▶ _Work instructions_: Hunt through the entries for the word "CarouselItem" and copy each line in which it appears.

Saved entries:
※ ※ ※
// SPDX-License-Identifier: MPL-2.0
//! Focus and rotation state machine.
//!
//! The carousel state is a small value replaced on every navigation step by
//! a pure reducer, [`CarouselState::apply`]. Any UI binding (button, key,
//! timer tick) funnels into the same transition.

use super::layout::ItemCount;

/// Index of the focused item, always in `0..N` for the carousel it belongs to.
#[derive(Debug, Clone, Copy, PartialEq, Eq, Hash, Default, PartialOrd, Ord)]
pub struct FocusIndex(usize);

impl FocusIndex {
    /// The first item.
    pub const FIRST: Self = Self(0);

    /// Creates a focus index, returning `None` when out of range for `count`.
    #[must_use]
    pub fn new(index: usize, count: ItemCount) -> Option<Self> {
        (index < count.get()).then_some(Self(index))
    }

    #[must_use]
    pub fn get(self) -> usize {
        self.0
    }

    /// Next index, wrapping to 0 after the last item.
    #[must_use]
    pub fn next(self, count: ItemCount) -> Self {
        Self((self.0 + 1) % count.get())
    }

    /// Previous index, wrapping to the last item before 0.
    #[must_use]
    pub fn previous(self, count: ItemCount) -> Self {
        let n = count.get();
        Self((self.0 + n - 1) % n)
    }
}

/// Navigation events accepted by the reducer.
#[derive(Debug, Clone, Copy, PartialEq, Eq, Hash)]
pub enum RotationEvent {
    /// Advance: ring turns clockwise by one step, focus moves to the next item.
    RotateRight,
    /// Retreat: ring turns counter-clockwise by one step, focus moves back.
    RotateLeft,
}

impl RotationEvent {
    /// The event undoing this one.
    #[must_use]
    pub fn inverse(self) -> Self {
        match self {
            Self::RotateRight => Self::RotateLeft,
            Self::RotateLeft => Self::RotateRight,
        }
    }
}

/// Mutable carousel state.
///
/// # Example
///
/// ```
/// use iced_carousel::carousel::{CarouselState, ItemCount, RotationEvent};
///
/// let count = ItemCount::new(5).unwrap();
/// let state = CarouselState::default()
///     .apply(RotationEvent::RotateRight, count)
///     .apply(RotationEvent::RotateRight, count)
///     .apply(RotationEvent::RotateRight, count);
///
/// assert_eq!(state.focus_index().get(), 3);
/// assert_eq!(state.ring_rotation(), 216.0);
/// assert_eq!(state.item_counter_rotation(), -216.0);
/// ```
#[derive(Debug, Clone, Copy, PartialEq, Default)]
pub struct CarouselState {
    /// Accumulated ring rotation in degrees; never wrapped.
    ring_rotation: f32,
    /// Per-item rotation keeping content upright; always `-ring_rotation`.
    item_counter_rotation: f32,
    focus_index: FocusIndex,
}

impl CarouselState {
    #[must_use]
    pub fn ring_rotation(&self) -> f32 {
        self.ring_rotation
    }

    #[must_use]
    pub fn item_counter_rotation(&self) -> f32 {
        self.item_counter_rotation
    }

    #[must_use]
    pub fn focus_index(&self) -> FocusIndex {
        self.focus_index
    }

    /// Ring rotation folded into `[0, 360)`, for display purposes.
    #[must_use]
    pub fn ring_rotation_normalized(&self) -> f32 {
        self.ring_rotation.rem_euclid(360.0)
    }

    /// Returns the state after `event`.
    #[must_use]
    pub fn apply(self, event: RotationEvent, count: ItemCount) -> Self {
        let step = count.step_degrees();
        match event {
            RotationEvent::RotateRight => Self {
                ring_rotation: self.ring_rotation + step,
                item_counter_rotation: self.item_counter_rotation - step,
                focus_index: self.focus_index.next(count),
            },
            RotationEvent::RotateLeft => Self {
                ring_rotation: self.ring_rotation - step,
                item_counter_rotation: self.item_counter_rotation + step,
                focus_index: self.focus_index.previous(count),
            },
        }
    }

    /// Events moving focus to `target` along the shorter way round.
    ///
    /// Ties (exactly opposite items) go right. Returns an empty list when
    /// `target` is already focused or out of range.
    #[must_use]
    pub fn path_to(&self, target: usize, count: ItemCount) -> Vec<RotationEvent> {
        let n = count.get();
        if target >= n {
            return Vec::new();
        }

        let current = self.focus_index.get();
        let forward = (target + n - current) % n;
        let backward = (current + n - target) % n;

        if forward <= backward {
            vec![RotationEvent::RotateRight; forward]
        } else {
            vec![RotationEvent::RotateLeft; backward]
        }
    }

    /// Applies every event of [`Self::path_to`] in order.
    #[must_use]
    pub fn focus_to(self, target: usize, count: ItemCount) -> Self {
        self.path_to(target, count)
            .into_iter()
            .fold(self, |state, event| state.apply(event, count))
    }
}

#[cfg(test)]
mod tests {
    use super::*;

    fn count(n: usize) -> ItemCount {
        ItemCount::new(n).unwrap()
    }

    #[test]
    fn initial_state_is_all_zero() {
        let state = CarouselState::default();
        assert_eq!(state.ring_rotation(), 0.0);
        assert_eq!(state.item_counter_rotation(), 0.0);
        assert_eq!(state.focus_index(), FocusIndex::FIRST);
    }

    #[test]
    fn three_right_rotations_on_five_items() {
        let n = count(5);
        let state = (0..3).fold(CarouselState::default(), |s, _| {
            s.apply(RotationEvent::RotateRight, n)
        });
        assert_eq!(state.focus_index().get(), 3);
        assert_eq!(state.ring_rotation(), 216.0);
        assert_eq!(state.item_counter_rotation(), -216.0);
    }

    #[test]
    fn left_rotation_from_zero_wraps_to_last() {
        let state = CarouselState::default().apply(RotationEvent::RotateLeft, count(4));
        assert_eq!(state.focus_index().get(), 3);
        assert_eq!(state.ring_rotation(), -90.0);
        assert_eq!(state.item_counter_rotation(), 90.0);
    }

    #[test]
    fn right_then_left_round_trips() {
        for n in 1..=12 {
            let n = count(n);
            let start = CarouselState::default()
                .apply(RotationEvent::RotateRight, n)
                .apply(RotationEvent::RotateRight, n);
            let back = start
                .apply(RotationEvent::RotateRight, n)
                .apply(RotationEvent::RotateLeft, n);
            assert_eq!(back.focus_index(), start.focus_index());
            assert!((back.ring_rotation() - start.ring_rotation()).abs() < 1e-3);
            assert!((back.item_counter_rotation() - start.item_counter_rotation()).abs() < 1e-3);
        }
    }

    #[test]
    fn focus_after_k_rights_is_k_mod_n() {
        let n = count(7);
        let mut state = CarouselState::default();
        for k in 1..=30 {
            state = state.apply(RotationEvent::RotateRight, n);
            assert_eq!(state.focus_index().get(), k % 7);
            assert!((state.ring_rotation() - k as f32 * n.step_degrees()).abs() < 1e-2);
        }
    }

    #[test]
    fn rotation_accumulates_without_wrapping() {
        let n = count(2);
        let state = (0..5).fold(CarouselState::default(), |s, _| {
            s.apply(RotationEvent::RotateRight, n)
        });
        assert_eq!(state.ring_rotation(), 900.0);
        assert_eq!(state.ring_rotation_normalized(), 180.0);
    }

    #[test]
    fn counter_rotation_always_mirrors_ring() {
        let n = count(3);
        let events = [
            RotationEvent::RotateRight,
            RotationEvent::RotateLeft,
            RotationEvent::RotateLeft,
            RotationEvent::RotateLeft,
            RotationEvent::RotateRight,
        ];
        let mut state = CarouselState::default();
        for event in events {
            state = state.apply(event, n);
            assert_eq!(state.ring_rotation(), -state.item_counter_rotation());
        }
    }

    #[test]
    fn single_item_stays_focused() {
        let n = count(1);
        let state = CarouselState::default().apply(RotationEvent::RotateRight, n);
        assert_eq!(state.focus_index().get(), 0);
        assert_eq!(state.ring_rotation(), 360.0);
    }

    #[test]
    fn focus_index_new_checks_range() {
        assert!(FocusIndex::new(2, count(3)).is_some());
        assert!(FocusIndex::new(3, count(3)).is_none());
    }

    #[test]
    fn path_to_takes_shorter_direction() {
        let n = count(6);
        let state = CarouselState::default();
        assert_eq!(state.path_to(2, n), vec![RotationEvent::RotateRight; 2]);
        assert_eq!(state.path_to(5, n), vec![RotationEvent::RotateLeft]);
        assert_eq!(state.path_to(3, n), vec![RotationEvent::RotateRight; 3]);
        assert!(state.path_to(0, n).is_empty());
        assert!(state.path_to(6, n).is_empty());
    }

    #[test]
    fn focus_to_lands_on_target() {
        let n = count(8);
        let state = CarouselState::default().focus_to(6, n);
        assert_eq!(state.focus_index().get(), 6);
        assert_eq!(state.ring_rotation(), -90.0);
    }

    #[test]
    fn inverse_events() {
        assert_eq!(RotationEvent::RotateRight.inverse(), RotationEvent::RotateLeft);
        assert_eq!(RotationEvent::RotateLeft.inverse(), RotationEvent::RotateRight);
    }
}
※ ※ ※
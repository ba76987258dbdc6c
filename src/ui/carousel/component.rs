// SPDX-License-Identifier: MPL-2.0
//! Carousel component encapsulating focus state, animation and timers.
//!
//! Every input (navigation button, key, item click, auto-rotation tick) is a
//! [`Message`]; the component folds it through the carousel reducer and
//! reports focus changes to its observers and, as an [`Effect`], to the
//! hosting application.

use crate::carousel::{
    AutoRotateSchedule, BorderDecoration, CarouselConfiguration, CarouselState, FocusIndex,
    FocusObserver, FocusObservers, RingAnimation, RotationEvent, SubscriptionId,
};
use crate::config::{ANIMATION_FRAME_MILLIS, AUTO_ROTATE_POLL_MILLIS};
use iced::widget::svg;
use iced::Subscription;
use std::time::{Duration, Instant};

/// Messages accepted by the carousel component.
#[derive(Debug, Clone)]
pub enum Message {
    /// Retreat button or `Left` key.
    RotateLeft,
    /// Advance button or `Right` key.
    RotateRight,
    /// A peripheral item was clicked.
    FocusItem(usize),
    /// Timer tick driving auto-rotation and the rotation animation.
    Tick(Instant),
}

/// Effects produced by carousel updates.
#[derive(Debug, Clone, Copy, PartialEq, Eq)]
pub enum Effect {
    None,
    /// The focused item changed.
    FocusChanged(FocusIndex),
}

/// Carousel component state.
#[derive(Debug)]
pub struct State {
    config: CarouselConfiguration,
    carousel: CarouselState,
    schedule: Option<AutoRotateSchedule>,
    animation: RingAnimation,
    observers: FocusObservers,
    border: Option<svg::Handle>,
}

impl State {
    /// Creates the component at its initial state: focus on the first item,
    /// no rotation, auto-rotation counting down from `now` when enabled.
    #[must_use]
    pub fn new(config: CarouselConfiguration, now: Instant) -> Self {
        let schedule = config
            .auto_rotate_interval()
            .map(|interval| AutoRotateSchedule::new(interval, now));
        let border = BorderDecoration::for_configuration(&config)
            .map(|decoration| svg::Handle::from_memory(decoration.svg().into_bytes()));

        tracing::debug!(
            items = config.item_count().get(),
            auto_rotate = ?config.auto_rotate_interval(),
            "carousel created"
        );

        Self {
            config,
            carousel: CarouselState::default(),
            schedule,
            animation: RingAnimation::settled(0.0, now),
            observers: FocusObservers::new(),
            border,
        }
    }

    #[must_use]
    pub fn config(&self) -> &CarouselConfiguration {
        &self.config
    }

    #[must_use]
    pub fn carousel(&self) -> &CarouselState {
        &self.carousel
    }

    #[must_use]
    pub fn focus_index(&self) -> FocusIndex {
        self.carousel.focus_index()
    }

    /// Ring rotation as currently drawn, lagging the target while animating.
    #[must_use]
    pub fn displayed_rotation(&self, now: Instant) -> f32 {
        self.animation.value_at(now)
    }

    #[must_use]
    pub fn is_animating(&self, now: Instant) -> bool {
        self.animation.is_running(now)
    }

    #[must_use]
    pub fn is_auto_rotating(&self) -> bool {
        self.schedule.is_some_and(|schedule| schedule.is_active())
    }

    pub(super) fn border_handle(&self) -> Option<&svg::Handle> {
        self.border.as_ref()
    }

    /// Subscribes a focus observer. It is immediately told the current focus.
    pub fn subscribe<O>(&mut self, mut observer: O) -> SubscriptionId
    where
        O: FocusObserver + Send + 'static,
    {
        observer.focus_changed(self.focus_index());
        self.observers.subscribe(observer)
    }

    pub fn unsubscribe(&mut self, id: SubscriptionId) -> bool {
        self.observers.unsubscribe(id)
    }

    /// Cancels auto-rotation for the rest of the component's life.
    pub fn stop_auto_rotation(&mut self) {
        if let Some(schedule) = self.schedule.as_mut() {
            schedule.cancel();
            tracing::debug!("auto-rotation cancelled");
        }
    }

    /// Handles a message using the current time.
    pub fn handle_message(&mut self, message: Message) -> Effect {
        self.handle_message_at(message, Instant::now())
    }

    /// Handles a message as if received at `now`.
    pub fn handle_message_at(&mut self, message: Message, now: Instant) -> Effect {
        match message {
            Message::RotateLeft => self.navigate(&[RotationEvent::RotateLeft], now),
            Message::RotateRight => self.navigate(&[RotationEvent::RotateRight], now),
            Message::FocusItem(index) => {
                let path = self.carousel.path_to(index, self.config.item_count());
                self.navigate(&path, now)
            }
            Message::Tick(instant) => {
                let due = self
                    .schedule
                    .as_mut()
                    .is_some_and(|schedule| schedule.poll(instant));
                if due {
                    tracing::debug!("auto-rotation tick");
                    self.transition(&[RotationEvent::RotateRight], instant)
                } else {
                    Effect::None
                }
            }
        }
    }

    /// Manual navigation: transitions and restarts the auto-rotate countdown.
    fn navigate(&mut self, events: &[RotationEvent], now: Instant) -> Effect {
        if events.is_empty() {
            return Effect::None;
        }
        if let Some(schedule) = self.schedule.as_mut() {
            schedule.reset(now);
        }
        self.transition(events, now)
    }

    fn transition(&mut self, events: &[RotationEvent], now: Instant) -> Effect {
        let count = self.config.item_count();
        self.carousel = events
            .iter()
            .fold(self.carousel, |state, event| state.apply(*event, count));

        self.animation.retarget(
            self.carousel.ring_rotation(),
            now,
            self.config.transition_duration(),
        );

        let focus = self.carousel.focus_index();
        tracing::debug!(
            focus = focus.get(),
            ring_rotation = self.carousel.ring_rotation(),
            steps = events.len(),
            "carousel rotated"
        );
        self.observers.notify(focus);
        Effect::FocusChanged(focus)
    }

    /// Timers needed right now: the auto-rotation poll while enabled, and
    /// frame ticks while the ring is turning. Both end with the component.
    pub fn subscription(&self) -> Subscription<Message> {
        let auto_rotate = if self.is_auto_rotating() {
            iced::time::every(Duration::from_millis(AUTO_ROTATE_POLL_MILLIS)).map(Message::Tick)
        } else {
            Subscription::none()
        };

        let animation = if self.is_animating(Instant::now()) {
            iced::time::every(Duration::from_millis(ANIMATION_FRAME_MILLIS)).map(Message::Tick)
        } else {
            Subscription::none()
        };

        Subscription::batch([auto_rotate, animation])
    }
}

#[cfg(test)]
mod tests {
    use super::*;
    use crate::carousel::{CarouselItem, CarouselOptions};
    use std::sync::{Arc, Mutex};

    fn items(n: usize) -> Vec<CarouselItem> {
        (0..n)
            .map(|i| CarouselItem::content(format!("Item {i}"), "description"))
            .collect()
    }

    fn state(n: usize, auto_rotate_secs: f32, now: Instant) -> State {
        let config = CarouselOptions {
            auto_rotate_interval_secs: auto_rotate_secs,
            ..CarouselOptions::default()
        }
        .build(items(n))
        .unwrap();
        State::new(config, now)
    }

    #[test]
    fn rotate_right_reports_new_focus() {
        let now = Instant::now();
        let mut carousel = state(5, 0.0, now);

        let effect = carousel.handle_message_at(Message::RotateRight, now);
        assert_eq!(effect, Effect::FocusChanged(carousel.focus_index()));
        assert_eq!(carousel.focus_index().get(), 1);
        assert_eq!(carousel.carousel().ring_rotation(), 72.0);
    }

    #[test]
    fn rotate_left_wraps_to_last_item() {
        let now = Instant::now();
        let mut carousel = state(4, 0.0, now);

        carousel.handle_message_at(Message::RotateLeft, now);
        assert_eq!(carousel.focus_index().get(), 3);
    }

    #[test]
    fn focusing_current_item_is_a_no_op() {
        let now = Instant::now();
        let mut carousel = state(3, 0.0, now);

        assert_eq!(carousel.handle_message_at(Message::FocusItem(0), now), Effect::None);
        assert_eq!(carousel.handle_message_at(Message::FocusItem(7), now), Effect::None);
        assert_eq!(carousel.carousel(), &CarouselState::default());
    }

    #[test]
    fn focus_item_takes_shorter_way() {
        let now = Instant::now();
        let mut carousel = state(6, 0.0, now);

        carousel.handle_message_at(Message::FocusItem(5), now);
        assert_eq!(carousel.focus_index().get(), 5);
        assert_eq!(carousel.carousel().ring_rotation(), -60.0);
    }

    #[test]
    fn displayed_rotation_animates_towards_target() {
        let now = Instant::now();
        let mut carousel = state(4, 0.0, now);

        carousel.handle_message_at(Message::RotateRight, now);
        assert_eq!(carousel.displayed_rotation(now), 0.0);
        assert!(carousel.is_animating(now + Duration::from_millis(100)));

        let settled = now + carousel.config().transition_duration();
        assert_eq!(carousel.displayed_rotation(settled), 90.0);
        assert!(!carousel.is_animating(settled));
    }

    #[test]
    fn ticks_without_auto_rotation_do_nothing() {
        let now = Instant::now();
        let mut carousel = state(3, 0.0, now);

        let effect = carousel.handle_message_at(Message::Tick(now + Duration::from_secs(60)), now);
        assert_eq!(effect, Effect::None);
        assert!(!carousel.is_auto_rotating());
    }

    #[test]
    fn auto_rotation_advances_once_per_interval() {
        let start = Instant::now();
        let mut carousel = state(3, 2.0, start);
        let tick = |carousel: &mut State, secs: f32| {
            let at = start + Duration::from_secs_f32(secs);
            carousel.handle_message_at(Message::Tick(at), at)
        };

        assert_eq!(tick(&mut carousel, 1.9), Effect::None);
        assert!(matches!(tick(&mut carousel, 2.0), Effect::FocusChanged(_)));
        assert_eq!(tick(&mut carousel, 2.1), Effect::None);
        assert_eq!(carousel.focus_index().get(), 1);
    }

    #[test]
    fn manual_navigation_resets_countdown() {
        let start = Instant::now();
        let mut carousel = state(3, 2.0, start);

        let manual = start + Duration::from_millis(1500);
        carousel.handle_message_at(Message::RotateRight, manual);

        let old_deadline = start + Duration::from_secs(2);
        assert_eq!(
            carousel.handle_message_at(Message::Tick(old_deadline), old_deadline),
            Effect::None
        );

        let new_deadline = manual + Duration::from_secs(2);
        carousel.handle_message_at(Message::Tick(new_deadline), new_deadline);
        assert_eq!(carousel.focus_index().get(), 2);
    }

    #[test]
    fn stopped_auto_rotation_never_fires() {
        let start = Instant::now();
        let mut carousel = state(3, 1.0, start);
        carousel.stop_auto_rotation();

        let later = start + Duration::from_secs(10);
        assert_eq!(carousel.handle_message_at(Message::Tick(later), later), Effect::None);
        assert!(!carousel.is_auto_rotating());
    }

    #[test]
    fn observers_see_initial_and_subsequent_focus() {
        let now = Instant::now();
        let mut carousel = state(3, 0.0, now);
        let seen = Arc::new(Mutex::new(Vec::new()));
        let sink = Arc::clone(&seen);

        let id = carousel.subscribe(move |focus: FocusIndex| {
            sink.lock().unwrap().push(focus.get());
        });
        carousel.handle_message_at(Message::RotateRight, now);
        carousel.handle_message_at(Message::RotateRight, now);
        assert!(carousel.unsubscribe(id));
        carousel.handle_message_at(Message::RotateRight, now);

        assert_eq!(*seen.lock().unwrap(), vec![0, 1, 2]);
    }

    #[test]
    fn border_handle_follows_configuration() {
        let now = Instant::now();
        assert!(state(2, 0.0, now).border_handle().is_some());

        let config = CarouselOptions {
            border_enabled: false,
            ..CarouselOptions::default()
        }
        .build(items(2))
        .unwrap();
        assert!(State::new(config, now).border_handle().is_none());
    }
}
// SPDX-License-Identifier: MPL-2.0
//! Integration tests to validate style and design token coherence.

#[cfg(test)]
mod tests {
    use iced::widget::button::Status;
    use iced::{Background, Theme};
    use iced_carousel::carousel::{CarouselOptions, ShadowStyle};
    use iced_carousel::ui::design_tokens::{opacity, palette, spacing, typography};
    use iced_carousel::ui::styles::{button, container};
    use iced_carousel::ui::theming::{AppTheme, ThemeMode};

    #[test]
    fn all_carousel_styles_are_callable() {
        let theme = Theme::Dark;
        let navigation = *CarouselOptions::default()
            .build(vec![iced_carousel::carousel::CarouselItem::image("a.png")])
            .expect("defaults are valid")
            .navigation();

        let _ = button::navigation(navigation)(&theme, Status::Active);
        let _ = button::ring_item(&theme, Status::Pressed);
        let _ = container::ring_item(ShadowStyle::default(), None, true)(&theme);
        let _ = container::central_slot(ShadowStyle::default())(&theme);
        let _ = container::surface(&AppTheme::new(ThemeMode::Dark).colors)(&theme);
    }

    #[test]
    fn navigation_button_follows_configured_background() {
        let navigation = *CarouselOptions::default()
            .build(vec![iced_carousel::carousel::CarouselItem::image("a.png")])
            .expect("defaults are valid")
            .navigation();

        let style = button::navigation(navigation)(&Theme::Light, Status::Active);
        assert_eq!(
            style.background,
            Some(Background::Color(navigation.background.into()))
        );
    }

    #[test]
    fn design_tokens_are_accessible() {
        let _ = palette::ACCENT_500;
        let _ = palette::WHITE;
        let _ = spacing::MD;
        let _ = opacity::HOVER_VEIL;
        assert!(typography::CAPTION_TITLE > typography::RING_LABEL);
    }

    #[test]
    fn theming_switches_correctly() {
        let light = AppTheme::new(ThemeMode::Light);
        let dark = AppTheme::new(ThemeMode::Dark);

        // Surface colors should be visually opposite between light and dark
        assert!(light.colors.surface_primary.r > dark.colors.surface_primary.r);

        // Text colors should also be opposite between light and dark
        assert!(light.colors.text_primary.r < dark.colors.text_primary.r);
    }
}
※ ※ ※
▶ _Response to this exercise_:
    use crate::carousel::{CarouselItem, CarouselOptions};
    fn items(n: usize) -> Vec<CarouselItem> {
            .map(|i| CarouselItem::content(format!("Item {i}"), "description"))
            .build(vec![iced_carousel::carousel::CarouselItem::image("a.png")])
            .build(vec![iced_carousel::carousel::CarouselItem::image("a.png")])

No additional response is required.